Item 5.03. Amendments to Articles of Incorporation or Bylaws; Change in Fiscal Year.
     On January 24, 2006, the Company’s Board of Directors approved an amendment to Section 4.01 of the Company’s Amended and Restated Bylaws. The amendment more clearly differentiates between vice presidents of the Company who are appointed by the Board to act as executive officers of the Company and those who are not.

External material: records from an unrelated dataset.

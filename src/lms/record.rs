//! Wire shapes exchanged with the integrated-channels Canvas configuration API.

// self
use crate::{
	_prelude::*,
	auth::{ConfigId, EnterpriseId, Secret},
};

/// Body sent when creating or updating a Canvas configuration record.
#[derive(Clone, Debug, PartialEq, Eq, Serialize, Deserialize)]
pub struct CanvasConfigPayload {
	/// Administrator-chosen label.
	pub display_name: String,
	/// Canvas developer key identifier.
	pub client_id: String,
	/// Canvas developer key secret.
	pub client_secret: Secret,
	/// Canvas account the integration is attached to.
	pub canvas_account_id: u64,
	/// Root URL of the Canvas instance.
	pub canvas_base_url: String,
	/// Records stay inactive until the administrator submits the finished form.
	pub active: bool,
	/// Enterprise that owns the record.
	pub enterprise_customer: EnterpriseId,
}

/// Canvas configuration record as returned by the integrated-channels API.
#[derive(Clone, Debug, PartialEq, Eq, Serialize, Deserialize)]
pub struct CanvasConfigRecord {
	/// Record identifier.
	pub id: ConfigId,
	/// Record UUID, when the service exposes one.
	#[serde(default)]
	pub uuid: Option<String>,
	/// Administrator-chosen label.
	#[serde(default)]
	pub display_name: Option<String>,
	/// Canvas developer key identifier.
	#[serde(default)]
	pub client_id: Option<String>,
	/// Canvas developer key secret.
	#[serde(default)]
	pub client_secret: Option<Secret>,
	/// Canvas account the integration is attached to.
	#[serde(default)]
	pub canvas_account_id: Option<u64>,
	/// Root URL of the Canvas instance.
	#[serde(default)]
	pub canvas_base_url: Option<String>,
	/// Refresh token minted once the administrator approved the integration in Canvas.
	#[serde(default)]
	pub refresh_token: Option<Secret>,
	/// Whether the integration is live.
	#[serde(default)]
	pub active: bool,
}
impl CanvasConfigRecord {
	/// Creates an empty record shell for the given identifier.
	pub fn new(id: ConfigId) -> Self {
		Self {
			id,
			uuid: None,
			display_name: None,
			client_id: None,
			client_secret: None,
			canvas_account_id: None,
			canvas_base_url: None,
			refresh_token: None,
			active: false,
		}
	}

	/// Whether the provider has completed authorization for this record.
	pub fn credential_present(&self) -> bool {
		self.refresh_token.as_ref().is_some_and(|token| !token.is_blank())
	}

	/// Status snapshot used by the authorization poller.
	pub fn status(&self) -> ConfigurationStatus {
		ConfigurationStatus { id: self.id, credential_present: self.credential_present() }
	}
}

/// Authorization status of a remote configuration record.
#[derive(Clone, Copy, Debug, PartialEq, Eq, Serialize, Deserialize)]
pub struct ConfigurationStatus {
	/// Record the status belongs to.
	pub id: ConfigId,
	/// Whether the provider has issued a credential for the record.
	pub credential_present: bool,
}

The text of Section 4.01 of the Amended and Restated Bylaws, as amended, is attached hereto as Exhibit 3.2 and incorporated herein by reference.
Item 9.01. Financial Statements and Exhibits.
     (d) Exhibits.
     3.2. Text of Amended Section 4.01 of the Amended and Restated Bylaws of Callidus Software Inc., effective as of January 24, 2006.

 


 

SIGNATURES
     Pursuant to the requirements of the Securities Exchange Act of 1934, the registrant has duly caused this report to be signed on its behalf by the undersigned hereunto duly authorized.
         
  CALLIDUS SOFTWARE INC.
 
 
Date: January 30, 2006  By:   /s/ Ronald J. Fior    
    Name:   Ronald J. Fior   
    Title:   Vice President, Finance and Chief
Financial Officer 
 
 

 


 

Exhibit Index
     
Exhibit Number   Description
3.2.
  Text of Amended Section 4.01 of the Amended and Restated Bylaws of Callidus Software Inc., effective as of January 24, 2006.